The Cover PagesThe OASIS Cover Pages: The Online Resource for Markup Language Technologies
Advanced Search
Site Map
CP RSS Channel
Contact Us
Sponsoring CP
About Our Sponsors

Cover Stories
Articles & Papers
Press Releases

XML Query

XML Applications
General Apps
Government Apps
Academic Apps

Technology and Society
Tech Topics
Related Standards
Created: January 22, 2008.
News: Cover StoriesPrevious News ItemNext News Item

Public Draft for HTML 5: A Vocabulary and Associated APIs for HTML and XHTML.


The World Wide Web Consortium (W3C) has announced the publication of a First Public Working Draft of HTML 5: A Vocabulary and Associated APIs for HTML and XHTML. The specification is intended to replace, viz., become the new version of, what was previously defined in the HTML4, XHTML 1.x, and DOM2 HTML specifications.

The HTML 5 specification defines the fifth major revision of the core language of the World Wide Web: HTML. In this version: (1) new features are introduced to help Web application authors, (2) new elements are introduced based on research into prevailing authoring practices, and (3) special attention has been given to defining clear conformance criteria for user agents in an effort to improve interoperability. The new features are presented in the companion Working Draft HTML 5 Differences from HTML 4. The specification attempts to fulfill goals and principles articulated in the HTML Design Principles Working Draft.

According to the W3C announcement, the HTML 5 specification "helps to improve interoperability and reduce software costs by giving precise rules not only about how to handle all correct HTML documents but also how to recover from errors. Ajax and related innovations have propelled demands for a new standard that allows people to create Web applications that interoperate across desktop and mobile platforms. Some of the most interesting new features for authors are APIs for drawing two-dimensional graphics, embedding and controlling audio and video content, maintaining persistent client-side data storage, and for enabling users to edit documents and parts of documents interactively."

The new specification differs from previous versions of "HTML" in that it defines an abstract language for describing documents and applications, as well as some APIs for interacting with in-memory representations of resources that use this language. The in-memory representation is known as "DOM5 HTML", or "the DOM" for short.

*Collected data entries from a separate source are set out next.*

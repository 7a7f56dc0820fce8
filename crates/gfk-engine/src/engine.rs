use std::collections::{BTreeMap, BTreeSet};

use gfk_model::{
    decode_request_id, encode_request_id, is_expired, GeofenceMap, GeofenceResponseData,
};
use gfk_registrar::{region_for_location, GeofenceRegistrar, MonitoredRegion};
use gfk_store::GeofenceStore;
use tracing::{debug, warn};

use crate::{EngineWarning, LocationMap, ReconcileReport};

/// Reconciles server geofence payloads against the persisted snapshot and
/// drives the monitoring registrar accordingly.
///
/// Both adapters are injected at construction; the engine keeps no other
/// state. Operations run to completion synchronously. Callers with
/// asynchronous adapters must invoke the engine from a serialized context so
/// two reconciliations never interleave load/save cycles against the same
/// snapshot.
pub struct GeofenceEngine<R: GeofenceRegistrar, S: GeofenceStore> {
    registrar: R,
    store: S,
}

impl<R: GeofenceRegistrar, S: GeofenceStore> GeofenceEngine<R, S> {
    pub fn new(registrar: R, store: S) -> Self {
        Self { registrar, store }
    }

    pub fn registrar(&self) -> &R {
        &self.registrar
    }

    pub fn store(&self) -> &S {
        &self.store
    }

    fn load_or_empty(&self, warnings: &mut Vec<EngineWarning>) -> GeofenceMap {
        match self.store.load() {
            Ok(map) => map,
            Err(e) => {
                warn!(error = %e, "snapshot load failed, reconciling from empty snapshot");
                warnings.push(EngineWarning::StoreLoadFailed {
                    reason: e.to_string(),
                });
                GeofenceMap::new()
            }
        }
    }

    fn save_or_warn(&self, snapshot: &GeofenceMap, warnings: &mut Vec<EngineWarning>) {
        if let Err(e) = self.store.save(snapshot) {
            warn!(error = %e, "snapshot save failed, monitored set may diverge until next sync");
            warnings.push(EngineWarning::StoreSaveFailed {
                reason: e.to_string(),
            });
        }
    }

    /// Reconcile one server response against the persisted snapshot.
    ///
    /// The response is authoritative: geofences absent from it are stopped
    /// and dropped, geofences expired at `timestamp_ms` (boundary
    /// inclusive) are stopped and never persisted, and every surviving
    /// geofence is persisted wholesale and re-registered in full. Stops are
    /// issued before starts.
    pub fn process_response(
        &mut self,
        response: &GeofenceResponseData,
        timestamp_ms: i64,
    ) -> ReconcileReport {
        let mut warnings: Vec<EngineWarning> = Vec::new();
        let current = self.load_or_empty(&mut warnings);
        let mut working = current.clone();

        let mut to_stop: BTreeSet<String> = BTreeSet::new();
        let mut to_start: BTreeMap<String, MonitoredRegion> = BTreeMap::new();
        let mut expired_ids: Vec<i64> = Vec::new();

        // Stored geofences the server no longer knows about.
        for (id, fence) in &current {
            if !response.geofences.contains_key(id) {
                for location in &fence.locations {
                    to_stop.insert(encode_request_id(*id, location.id));
                }
                working.remove(id);
            }
        }

        for (id, fence) in &response.geofences {
            if is_expired(fence, timestamp_ms) {
                // Stop both the received shape and the stored shape: the
                // stored one is what is actually monitored, and the two can
                // name different location ids.
                for location in &fence.locations {
                    to_stop.insert(encode_request_id(*id, location.id));
                }
                if let Some(stored) = current.get(id) {
                    for location in &stored.locations {
                        to_stop.insert(encode_request_id(*id, location.id));
                    }
                }
                working.remove(id);
                expired_ids.push(*id);
            } else {
                for location in &fence.locations {
                    let request_id = encode_request_id(*id, location.id);
                    to_start.insert(
                        request_id.clone(),
                        region_for_location(request_id, location),
                    );
                }
                working.insert(*id, fence.clone());
            }
        }

        // Stops before starts: never hold a transient double registration
        // against the platform subsystem.
        for request_id in &to_stop {
            self.registrar.stop_monitoring(request_id);
        }
        for region in to_start.values() {
            self.registrar.start_monitoring(region);
        }

        self.save_or_warn(&working, &mut warnings);

        debug!(
            stopped = to_stop.len(),
            started = to_start.len(),
            expired = expired_ids.len(),
            persisted = working.len(),
            "processed geofence response"
        );

        ReconcileReport {
            started: to_start.into_keys().collect(),
            stopped: to_stop.into_iter().collect(),
            expired_geofence_ids: expired_ids,
            persisted_geofences: working.len(),
            warnings,
        }
    }

    /// Stop monitoring a caller-supplied set of regions and remove them from
    /// the persisted snapshot.
    ///
    /// Driven externally (e.g. the monitoring capability was revoked); no
    /// timestamp and no server response involved. A geofence left with zero
    /// locations is dropped entirely. A request id that does not decode is
    /// still stopped (the platform keys regions by the opaque string), but
    /// its snapshot entry cannot be found, so it is reported and skipped.
    pub fn clear_locations(&mut self, locations: &LocationMap) -> ReconcileReport {
        let mut warnings: Vec<EngineWarning> = Vec::new();
        let current = self.load_or_empty(&mut warnings);
        let mut working = current;
        let mut stopped: Vec<String> = Vec::new();

        for (request_id, _location) in locations.iter() {
            self.registrar.stop_monitoring(request_id);
            stopped.push(request_id.clone());

            match decode_request_id(request_id) {
                Ok((geofence_id, location_id)) => {
                    let emptied = match working.get_mut(&geofence_id) {
                        Some(fence) => {
                            fence.locations.retain(|l| l.id != location_id);
                            fence.locations.is_empty()
                        }
                        None => false,
                    };
                    if emptied {
                        working.remove(&geofence_id);
                    }
                }
                Err(error) => {
                    warn!(request_id = %request_id, %error, "skipping malformed request id in clear");
                    warnings.push(EngineWarning::MalformedRequestId {
                        request_id: request_id.clone(),
                        error,
                    });
                }
            }
        }

        self.save_or_warn(&working, &mut warnings);

        debug!(
            stopped = stopped.len(),
            persisted = working.len(),
            "cleared monitored locations"
        );

        ReconcileReport {
            started: Vec::new(),
            stopped,
            expired_geofence_ids: Vec::new(),
            persisted_geofences: working.len(),
            warnings,
        }
    }
}

#[cfg(test)]
mod tests {
    use super::*;
    use gfk_model::{GeofenceData, GeofenceLocation, TriggerType};
    use gfk_registrar::InMemoryRegistrar;
    use gfk_store::{GeofenceStore, InMemoryGeofenceStore};

    fn fence(id: i64, expiry_ms: i64, location_ids: &[i64]) -> GeofenceData {
        GeofenceData::new(
            id,
            expiry_ms,
            location_ids
                .iter()
                .map(|l| GeofenceLocation::new(*l, "", 1.0, 1.0, 50.0, TriggerType::Both))
                .collect(),
        )
    }

    fn engine_with(
        stored: Vec<GeofenceData>,
    ) -> GeofenceEngine<InMemoryRegistrar, InMemoryGeofenceStore> {
        let store = InMemoryGeofenceStore::with_snapshot(
            stored.into_iter().map(|g| (g.id, g)).collect(),
        );
        GeofenceEngine::new(InMemoryRegistrar::new(), store)
    }

    #[test]
    fn stops_are_issued_before_starts() {
        let mut engine = engine_with(vec![fence(1, 9_999, &[1])]);
        let response = GeofenceResponseData::with_geofences(vec![fence(2, 9_999, &[1])]);
        engine.process_response(&response, 100);

        let calls = engine.registrar().calls();
        let first_start = calls
            .iter()
            .position(|c| matches!(c, gfk_registrar::RegistrarCall::Start(_)))
            .unwrap();
        let last_stop = calls
            .iter()
            .rposition(|c| matches!(c, gfk_registrar::RegistrarCall::Stop(_)))
            .unwrap();
        assert!(last_stop < first_start);
    }

    #[test]
    fn report_lists_are_sorted() {
        let mut engine = engine_with(vec![]);
        let response =
            GeofenceResponseData::with_geofences(vec![fence(10, 9_999, &[2, 1]), fence(2, 9_999, &[5])]);
        let report = engine.process_response(&response, 100);
        let mut sorted = report.started.clone();
        sorted.sort();
        assert_eq!(report.started, sorted);
        assert_eq!(report.started.len(), 3);
    }

    #[test]
    fn expired_geofence_stored_shape_is_stopped_too() {
        // Stored fence 5 monitors locations {1, 2}; the update arrives
        // already expired and names only location 3. All three must stop.
        let mut engine = engine_with(vec![fence(5, 9_999, &[1, 2])]);
        let response = GeofenceResponseData::with_geofences(vec![fence(5, 50, &[3])]);
        let report = engine.process_response(&response, 100);

        assert_eq!(
            report.stopped,
            vec![
                "fence:5:1".to_string(),
                "fence:5:2".to_string(),
                "fence:5:3".to_string(),
            ]
        );
        assert_eq!(report.expired_geofence_ids, vec![5]);
        assert!(engine.store().load().unwrap().is_empty());
    }

    #[test]
    fn zero_location_geofence_is_persisted_but_monitors_nothing() {
        let mut engine = engine_with(vec![]);
        let response = GeofenceResponseData::with_geofences(vec![fence(7, 9_999, &[])]);
        let report = engine.process_response(&response, 100);

        assert!(report.started.is_empty());
        assert!(report.stopped.is_empty());
        assert_eq!(report.persisted_geofences, 1);
        assert!(engine.store().load().unwrap().contains_key(&7));
    }

    #[test]
    fn clear_with_malformed_id_still_stops_and_reports() {
        let mut engine = engine_with(vec![fence(1, 9_999, &[1])]);
        let mut to_clear = LocationMap::new();
        to_clear.insert_raw(
            "not-a-fence-id",
            GeofenceLocation::new(1, "", 1.0, 1.0, 50.0, TriggerType::Both),
        );
        let report = engine.clear_locations(&to_clear);

        assert_eq!(report.stopped, vec!["not-a-fence-id".to_string()]);
        assert!(matches!(
            report.warnings.as_slice(),
            [EngineWarning::MalformedRequestId { .. }]
        ));
        // Snapshot untouched: the malformed entry named nothing in it.
        assert_eq!(engine.store().load().unwrap().len(), 1);
    }

    #[test]
    fn clear_unknown_but_well_formed_id_is_silent() {
        let mut engine = engine_with(vec![fence(1, 9_999, &[1])]);
        let mut to_clear = LocationMap::new();
        to_clear.insert_raw(
            "fence:99:99",
            GeofenceLocation::new(99, "", 1.0, 1.0, 50.0, TriggerType::Both),
        );
        let report = engine.clear_locations(&to_clear);
        assert!(report.is_clean());
        assert_eq!(engine.store().load().unwrap().len(), 1);
    }
}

Various concrete syntaxes could be used to transmit resources that use the abstract language; two concrete syntaxes are defined in the 2008-01-22 Working Draft specification. The first such concrete syntax is "HTML5". This is the format recommended for most authors, and is compatible with all legacy Web browsers. If a document is transmitted with the MIME type text/html, then it will be processed as an "HTML5" document by Web browsers. The second concrete syntax uses XML, and is known as "XHTML5". When a document is transmitted with an XML MIME type such as application/xhtml+xml, then it is processed by an XML processor by Web browsers, and treated as an "XHTML5" document.

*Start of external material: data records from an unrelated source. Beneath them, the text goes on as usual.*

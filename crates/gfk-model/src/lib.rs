//! gfk-model
//!
//! Data model for backend-issued geofences and the pure logic that operates
//! on it:
//! - internal geofence/location types and the keyed snapshot map
//! - wire-level structs mirroring the server JSON schema + normalization
//! - the composite monitoring-request-id codec
//! - the expiry policy
//! - tag-set diffing for the registration layer
//!
//! Deterministic, pure logic. No IO. No platform calls.

mod expiry;
mod request_id;
mod tags;
mod types;
mod wire;

pub use expiry::{epoch_millis, is_expired};
pub use request_id::{
    decode_request_id, encode_request_id, RequestIdError, NO_GEOFENCE_ID, NO_LOCATION_ID,
};
pub use tags::{diff_tags, lowercase_tags, TagsDiff};
pub use types::*;
pub use wire::{
    normalize, normalize_json, normalize_lenient, RawGeofence, RawGeofenceResponse, RawLocation,
    WireError,
};
//! gfk-store
//!
//! Persistence adapters for the geofence snapshot and the device settings.
//!
//! The reconciliation engine owns the *content* of the persisted snapshot;
//! this crate owns its *durability*. The engine always reads the whole
//! snapshot before a reconciliation and writes the whole recomputed snapshot
//! after it. There are no partial updates, so the store surface is just
//! `load` / `save`.
//!
//! Two implementations:
//! - [`FileGeofenceStore`] — one JSON document on disk, atomic replace.
//! - [`InMemoryGeofenceStore`] — deterministic in-memory double for tests
//!   and embedding.

mod atomic;
mod file;
mod memory;
mod settings;

use anyhow::Result;
use gfk_model::GeofenceMap;

pub use file::FileGeofenceStore;
pub use memory::InMemoryGeofenceStore;
pub use settings::{DeviceSettings, FileSettingsStore};

/// Durable home of the geofence snapshot.
///
/// `save` must be atomic with respect to process crash: after a crash, `load`
/// returns either the previous snapshot or the new one, never a torn mix.
/// The engine treats each `load` as granting it logical ownership of the
/// snapshot until the matching `save`; callers with concurrent access must
/// serialize reconciliations externally.
pub trait GeofenceStore {
    /// Read the full persisted snapshot. A store that has never been written
    /// returns the empty map.
    fn load(&self) -> Result<GeofenceMap>;

    /// Replace the persisted snapshot wholesale.
    fn save(&self, snapshot: &GeofenceMap) -> Result<()>;
}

The specification section on Scope addresses the relationship of HTML 5 to XUL, Flash, Silverlight, and other proprietary UI languages and to CPU-intensive high-end workstations and their associated computing environments:

"This specification is independent of the various proprietary UI languages that various vendors provide. As an open, vender-neutral language, HTML provides for a solution to the same problems without the risk of vendor lock-in.

For sophisticated cross-platform applications, there already exist several proprietary solutions (such as Mozilla's XUL, Adobe's Flash, or Microsoft's Silverlight). These solutions are evolving faster than any standards process could follow, and the requirements are evolving even faster. These systems are also significantly more complicated to specify, and are orders of magnitude more difficult to achieve interoperability with, than the solutions described in this document. Platform-specific solutions for such sophisticated applications (for example the MacOS X Core APIs) are even further ahead.

The scope of this specification is not to describe an entire operating system. In particular, hardware configuration software, image manipulation tools, and applications that users would be expected to use with high-end workstations on a daily basis are out of scope.

In terms of applications, this specification is targeted specifically at applications that would be expected to be used by users on an occasional basis, or regularly but from disparate locations, with low CPU requirements. For instance: online purchasing systems, searching systems, games (especially multiplayer online games), public telephone books or address books, communications software (e-mail clients, instant messaging clients, discussion software), document editing software, etc."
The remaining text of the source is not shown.